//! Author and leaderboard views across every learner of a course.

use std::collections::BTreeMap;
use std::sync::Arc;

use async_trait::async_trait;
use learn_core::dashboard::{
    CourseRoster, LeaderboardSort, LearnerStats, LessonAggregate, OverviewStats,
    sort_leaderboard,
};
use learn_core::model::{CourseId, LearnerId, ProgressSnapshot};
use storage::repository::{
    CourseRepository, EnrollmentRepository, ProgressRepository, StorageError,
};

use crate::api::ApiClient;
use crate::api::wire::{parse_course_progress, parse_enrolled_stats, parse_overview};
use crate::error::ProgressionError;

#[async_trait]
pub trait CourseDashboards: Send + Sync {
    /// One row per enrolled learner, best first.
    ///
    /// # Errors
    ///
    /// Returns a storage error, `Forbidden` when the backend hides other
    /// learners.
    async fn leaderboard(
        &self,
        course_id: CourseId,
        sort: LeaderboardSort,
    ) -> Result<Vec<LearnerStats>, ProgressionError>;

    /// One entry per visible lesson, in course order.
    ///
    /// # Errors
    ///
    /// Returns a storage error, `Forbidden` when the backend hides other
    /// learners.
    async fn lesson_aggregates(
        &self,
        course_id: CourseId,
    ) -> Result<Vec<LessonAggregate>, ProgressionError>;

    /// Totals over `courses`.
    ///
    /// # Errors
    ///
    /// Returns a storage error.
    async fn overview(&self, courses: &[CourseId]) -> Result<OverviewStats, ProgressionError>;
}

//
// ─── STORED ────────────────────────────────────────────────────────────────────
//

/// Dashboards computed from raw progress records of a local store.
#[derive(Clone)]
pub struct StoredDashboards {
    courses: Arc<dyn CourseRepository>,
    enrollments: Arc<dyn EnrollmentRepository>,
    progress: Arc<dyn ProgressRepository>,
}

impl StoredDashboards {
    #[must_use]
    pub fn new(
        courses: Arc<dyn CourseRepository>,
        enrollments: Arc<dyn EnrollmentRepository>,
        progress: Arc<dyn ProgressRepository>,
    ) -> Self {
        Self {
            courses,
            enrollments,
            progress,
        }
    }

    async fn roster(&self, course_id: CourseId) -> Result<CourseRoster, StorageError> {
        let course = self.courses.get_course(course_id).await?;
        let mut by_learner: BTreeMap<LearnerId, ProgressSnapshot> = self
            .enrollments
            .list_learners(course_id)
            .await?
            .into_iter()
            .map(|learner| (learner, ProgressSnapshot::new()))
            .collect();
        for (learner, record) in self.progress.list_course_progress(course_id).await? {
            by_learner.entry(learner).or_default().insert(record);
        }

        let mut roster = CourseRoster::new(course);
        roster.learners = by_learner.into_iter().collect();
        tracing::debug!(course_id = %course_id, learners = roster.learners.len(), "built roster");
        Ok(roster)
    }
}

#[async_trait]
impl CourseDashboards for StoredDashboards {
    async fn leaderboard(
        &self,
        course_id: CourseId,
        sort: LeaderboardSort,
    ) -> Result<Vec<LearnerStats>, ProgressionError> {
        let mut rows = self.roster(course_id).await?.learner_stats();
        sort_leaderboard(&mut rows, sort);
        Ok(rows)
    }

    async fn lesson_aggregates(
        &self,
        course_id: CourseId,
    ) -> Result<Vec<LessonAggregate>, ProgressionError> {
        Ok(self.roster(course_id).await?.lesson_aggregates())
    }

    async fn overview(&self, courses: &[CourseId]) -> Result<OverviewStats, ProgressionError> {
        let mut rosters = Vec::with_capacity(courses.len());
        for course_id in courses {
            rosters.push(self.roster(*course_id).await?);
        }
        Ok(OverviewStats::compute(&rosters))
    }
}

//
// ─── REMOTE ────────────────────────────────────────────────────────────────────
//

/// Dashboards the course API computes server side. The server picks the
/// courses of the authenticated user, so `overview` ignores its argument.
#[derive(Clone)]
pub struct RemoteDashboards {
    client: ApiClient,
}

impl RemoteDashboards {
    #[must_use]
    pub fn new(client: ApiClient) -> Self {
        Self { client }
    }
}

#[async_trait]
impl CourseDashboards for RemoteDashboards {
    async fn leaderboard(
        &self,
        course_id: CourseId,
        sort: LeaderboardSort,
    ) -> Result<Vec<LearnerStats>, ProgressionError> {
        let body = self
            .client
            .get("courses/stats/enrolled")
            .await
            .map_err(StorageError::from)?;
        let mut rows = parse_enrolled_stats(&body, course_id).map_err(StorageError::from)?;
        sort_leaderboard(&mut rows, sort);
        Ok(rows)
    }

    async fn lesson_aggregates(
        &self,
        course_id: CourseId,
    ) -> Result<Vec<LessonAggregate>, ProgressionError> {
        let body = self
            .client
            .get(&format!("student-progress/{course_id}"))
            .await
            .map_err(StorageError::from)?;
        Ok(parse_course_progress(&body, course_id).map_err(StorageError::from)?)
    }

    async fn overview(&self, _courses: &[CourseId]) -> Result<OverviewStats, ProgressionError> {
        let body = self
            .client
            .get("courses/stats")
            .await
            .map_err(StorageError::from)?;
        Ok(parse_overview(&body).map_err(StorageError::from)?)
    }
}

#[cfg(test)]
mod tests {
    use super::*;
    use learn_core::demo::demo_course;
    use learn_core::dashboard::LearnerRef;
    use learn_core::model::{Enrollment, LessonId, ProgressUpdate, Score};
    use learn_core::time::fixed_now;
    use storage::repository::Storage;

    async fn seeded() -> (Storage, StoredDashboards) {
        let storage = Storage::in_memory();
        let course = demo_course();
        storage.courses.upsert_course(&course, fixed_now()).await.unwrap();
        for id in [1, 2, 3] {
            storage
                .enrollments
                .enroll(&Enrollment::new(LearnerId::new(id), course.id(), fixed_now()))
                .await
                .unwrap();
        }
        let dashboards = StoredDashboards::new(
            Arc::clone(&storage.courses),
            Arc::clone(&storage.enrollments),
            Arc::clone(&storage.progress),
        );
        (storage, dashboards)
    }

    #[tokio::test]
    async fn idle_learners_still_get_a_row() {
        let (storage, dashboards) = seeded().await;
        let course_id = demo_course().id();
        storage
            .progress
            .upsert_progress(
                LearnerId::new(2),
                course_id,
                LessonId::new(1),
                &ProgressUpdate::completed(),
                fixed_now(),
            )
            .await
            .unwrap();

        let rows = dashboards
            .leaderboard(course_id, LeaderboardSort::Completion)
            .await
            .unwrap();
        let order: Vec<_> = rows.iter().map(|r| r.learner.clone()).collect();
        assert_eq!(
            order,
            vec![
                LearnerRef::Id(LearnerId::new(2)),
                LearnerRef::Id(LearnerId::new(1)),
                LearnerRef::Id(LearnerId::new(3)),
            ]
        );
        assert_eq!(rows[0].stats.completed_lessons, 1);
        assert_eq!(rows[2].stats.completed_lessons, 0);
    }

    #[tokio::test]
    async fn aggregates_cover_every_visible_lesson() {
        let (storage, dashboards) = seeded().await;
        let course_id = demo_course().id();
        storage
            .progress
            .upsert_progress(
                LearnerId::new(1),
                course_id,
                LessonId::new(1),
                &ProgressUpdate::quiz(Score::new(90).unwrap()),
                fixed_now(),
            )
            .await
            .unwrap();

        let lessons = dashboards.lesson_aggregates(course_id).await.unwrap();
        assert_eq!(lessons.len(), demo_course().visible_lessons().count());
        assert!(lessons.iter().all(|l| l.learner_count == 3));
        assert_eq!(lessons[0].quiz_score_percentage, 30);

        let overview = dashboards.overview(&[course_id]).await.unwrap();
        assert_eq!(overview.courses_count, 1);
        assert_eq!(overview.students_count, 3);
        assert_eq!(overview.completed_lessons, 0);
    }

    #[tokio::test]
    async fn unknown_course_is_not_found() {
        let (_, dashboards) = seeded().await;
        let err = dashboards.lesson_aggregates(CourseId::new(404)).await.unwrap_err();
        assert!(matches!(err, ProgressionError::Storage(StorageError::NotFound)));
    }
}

» WORK REQUIRED:
Transcribe the data above verbatim.

» RESULT BELOW:
//! Author and leaderboard views across every learner of a course.

use std::collections::BTreeMap;
use std::sync::Arc;

use async_trait::async_trait;
use learn_core::dashboard::{
    CourseRoster, LeaderboardSort, LearnerStats, LessonAggregate, OverviewStats,
    sort_leaderboard,
};
use learn_core::model::{CourseId, LearnerId, ProgressSnapshot};
use storage::repository::{
    CourseRepository, EnrollmentRepository, ProgressRepository, StorageError,
};

use crate::api::ApiClient;
use crate::api::wire::{parse_course_progress, parse_enrolled_stats, parse_overview};
use crate::error::ProgressionError;

#[async_trait]
pub trait CourseDashboards: Send + Sync {
    /// One row per enrolled learner, best first.
    ///
    /// # Errors
    ///
    /// Returns a storage error, `Forbidden` when the backend hides other
    /// learners.
    async fn leaderboard(
        &self,
        course_id: CourseId,
        sort: LeaderboardSort,
    ) -> Result<Vec<LearnerStats>, ProgressionError>;

    /// One entry per visible lesson, in course order.
    ///
    /// # Errors
    ///
    /// Returns a storage error, `Forbidden` when the backend hides other
    /// learners.
    async fn lesson_aggregates(
        &self,
        course_id: CourseId,
    ) -> Result<Vec<LessonAggregate>, ProgressionError>;

    /// Totals over `courses`.
    ///
    /// # Errors
    ///
    /// Returns a storage error.
    async fn overview(&self, courses: &[CourseId]) -> Result<OverviewStats, ProgressionError>;
}

//
// ─── STORED ────────────────────────────────────────────────────────────────────
//

/// Dashboards computed from raw progress records of a local store.
#[derive(Clone)]
pub struct StoredDashboards {
    courses: Arc<dyn CourseRepository>,
    enrollments: Arc<dyn EnrollmentRepository>,
    progress: Arc<dyn ProgressRepository>,
}

impl StoredDashboards {
    #[must_use]
    pub fn new(
        courses: Arc<dyn CourseRepository>,
        enrollments: Arc<dyn EnrollmentRepository>,
        progress: Arc<dyn ProgressRepository>,
    ) -> Self {
        Self {
            courses,
            enrollments,
            progress,
        }
    }

    async fn roster(&self, course_id: CourseId) -> Result<CourseRoster, StorageError> {
        let course = self.courses.get_course(course_id).await?;
        let mut by_learner: BTreeMap<LearnerId, ProgressSnapshot> = self
            .enrollments
            .list_learners(course_id)
            .await?
            .into_iter()
            .map(|learner| (learner, ProgressSnapshot::new()))
            .collect();
        for (learner, record) in self.progress.list_course_progress(course_id).await? {
            by_learner.entry(learner).or_default().insert(record);
        }

        let mut roster = CourseRoster::new(course);
        roster.learners = by_learner.into_iter().collect();
        tracing::debug!(course_id = %course_id, learners = roster.learners.len(), "built roster");
        Ok(roster)
    }
}

#[async_trait]
impl CourseDashboards for StoredDashboards {
    async fn leaderboard(
        &self,
        course_id: CourseId,
        sort: LeaderboardSort,
    ) -> Result<Vec<LearnerStats>, ProgressionError> {
        let mut rows = self.roster(course_id).await?.learner_stats();
        sort_leaderboard(&mut rows, sort);
        Ok(rows)
    }

    async fn lesson_aggregates(
        &self,
        course_id: CourseId,
    ) -> Result<Vec<LessonAggregate>, ProgressionError> {
        Ok(self.roster(course_id).await?.lesson_aggregates())
    }

    async fn overview(&self, courses: &[CourseId]) -> Result<OverviewStats, ProgressionError> {
        let mut rosters = Vec::with_capacity(courses.len());
        for course_id in courses {
            rosters.push(self.roster(*course_id).await?);
        }
        Ok(OverviewStats::compute(&rosters))
    }
}

//
// ─── REMOTE ────────────────────────────────────────────────────────────────────
//

/// Dashboards the course API computes server side. The server picks the
/// courses of the authenticated user, so `overview` ignores its argument.
#[derive(Clone)]
pub struct RemoteDashboards {
    client: ApiClient,
}

impl RemoteDashboards {
    #[must_use]
    pub fn new(client: ApiClient) -> Self {
        Self { client }
    }
}

#[async_trait]
impl CourseDashboards for RemoteDashboards {
    async fn leaderboard(
        &self,
        course_id: CourseId,
        sort: LeaderboardSort,
    ) -> Result<Vec<LearnerStats>, ProgressionError> {
        let body = self
            .client
            .get("courses/stats/enrolled")
            .await
            .map_err(StorageError::from)?;
        let mut rows = parse_enrolled_stats(&body, course_id).map_err(StorageError::from)?;
        sort_leaderboard(&mut rows, sort);
        Ok(rows)
    }

    async fn lesson_aggregates(
        &self,
        course_id: CourseId,
    ) -> Result<Vec<LessonAggregate>, ProgressionError> {
        let body = self
            .client
            .get(&format!("student-progress/{course_id}"))
            .await
            .map_err(StorageError::from)?;
        Ok(parse_course_progress(&body, course_id).map_err(StorageError::from)?)
    }

    async fn overview(&self, _courses: &[CourseId]) -> Result<OverviewStats, ProgressionError> {
        let body = self
            .client
            .get("courses/stats")
            .await
            .map_err(StorageError::from)?;
        Ok(parse_overview(&body).map_err(StorageError::from)?)
    }
}

#[cfg(test)]
mod tests {
    use super::*;
    use learn_core::demo::demo_course;
    use learn_core::dashboard::LearnerRef;
    use learn_core::model::{Enrollment, LessonId, ProgressUpdate, Score};
    use learn_core::time::fixed_now;
    use storage::repository::Storage;

    async fn seeded() -> (Storage, StoredDashboards) {
        let storage = Storage::in_memory();
        let course = demo_course();
        storage.courses.upsert_course(&course, fixed_now()).await.unwrap();
        for id in [1, 2, 3] {
            storage
                .enrollments
                .enroll(&Enrollment::new(LearnerId::new(id), course.id(), fixed_now()))
                .await
                .unwrap();
        }
        let dashboards = StoredDashboards::new(
            Arc::clone(&storage.courses),
            Arc::clone(&storage.enrollments),
            Arc::clone(&storage.progress),
        );
        (storage, dashboards)
    }

    #[tokio::test]
    async fn idle_learners_still_get_a_row() {
        let (storage, dashboards) = seeded().await;
        let course_id = demo_course().id();
        storage
            .progress
            .upsert_progress(
                LearnerId::new(2),
                course_id,
                LessonId::new(1),
                &ProgressUpdate::completed(),
                fixed_now(),
            )
            .await
            .unwrap();

        let rows = dashboards
            .leaderboard(course_id, LeaderboardSort::Completion)
            .await
            .unwrap();
        let order: Vec<_> = rows.iter().map(|r| r.learner.clone()).collect();
        assert_eq!(
            order,
            vec![
                LearnerRef::Id(LearnerId::new(2)),
                LearnerRef::Id(LearnerId::new(1)),
                LearnerRef::Id(LearnerId::new(3)),
            ]
        );
        assert_eq!(rows[0].stats.completed_lessons, 1);
        assert_eq!(rows[2].stats.completed_lessons, 0);
    }

    #[tokio::test]
    async fn aggregates_cover_every_visible_lesson() {
        let (storage, dashboards) = seeded().await;
        let course_id = demo_course().id();
        storage
            .progress
            .upsert_progress(
                LearnerId::new(1),
                course_id,
                LessonId::new(1),
                &ProgressUpdate::quiz(Score::new(90).unwrap()),
                fixed_now(),
            )
            .await
            .unwrap();

        let lessons = dashboards.lesson_aggregates(course_id).await.unwrap();
        assert_eq!(lessons.len(), demo_course().visible_lessons().count());
        assert!(lessons.iter().all(|l| l.learner_count == 3));
        assert_eq!(lessons[0].quiz_score_percentage, 30);

        let overview = dashboards.overview(&[course_id]).await.unwrap();
        assert_eq!(overview.courses_count, 1);
        assert_eq!(overview.students_count, 3);
        assert_eq!(overview.completed_lessons, 0);
    }

    #[tokio::test]
    async fn unknown_course_is_not_found() {
        let (_, dashboards) = seeded().await;
        let err = dashboards.lesson_aggregates(CourseId::new(404)).await.unwrap_err();
        assert!(matches!(err, ProgressionError::Storage(StorageError::NotFound)));
    }
}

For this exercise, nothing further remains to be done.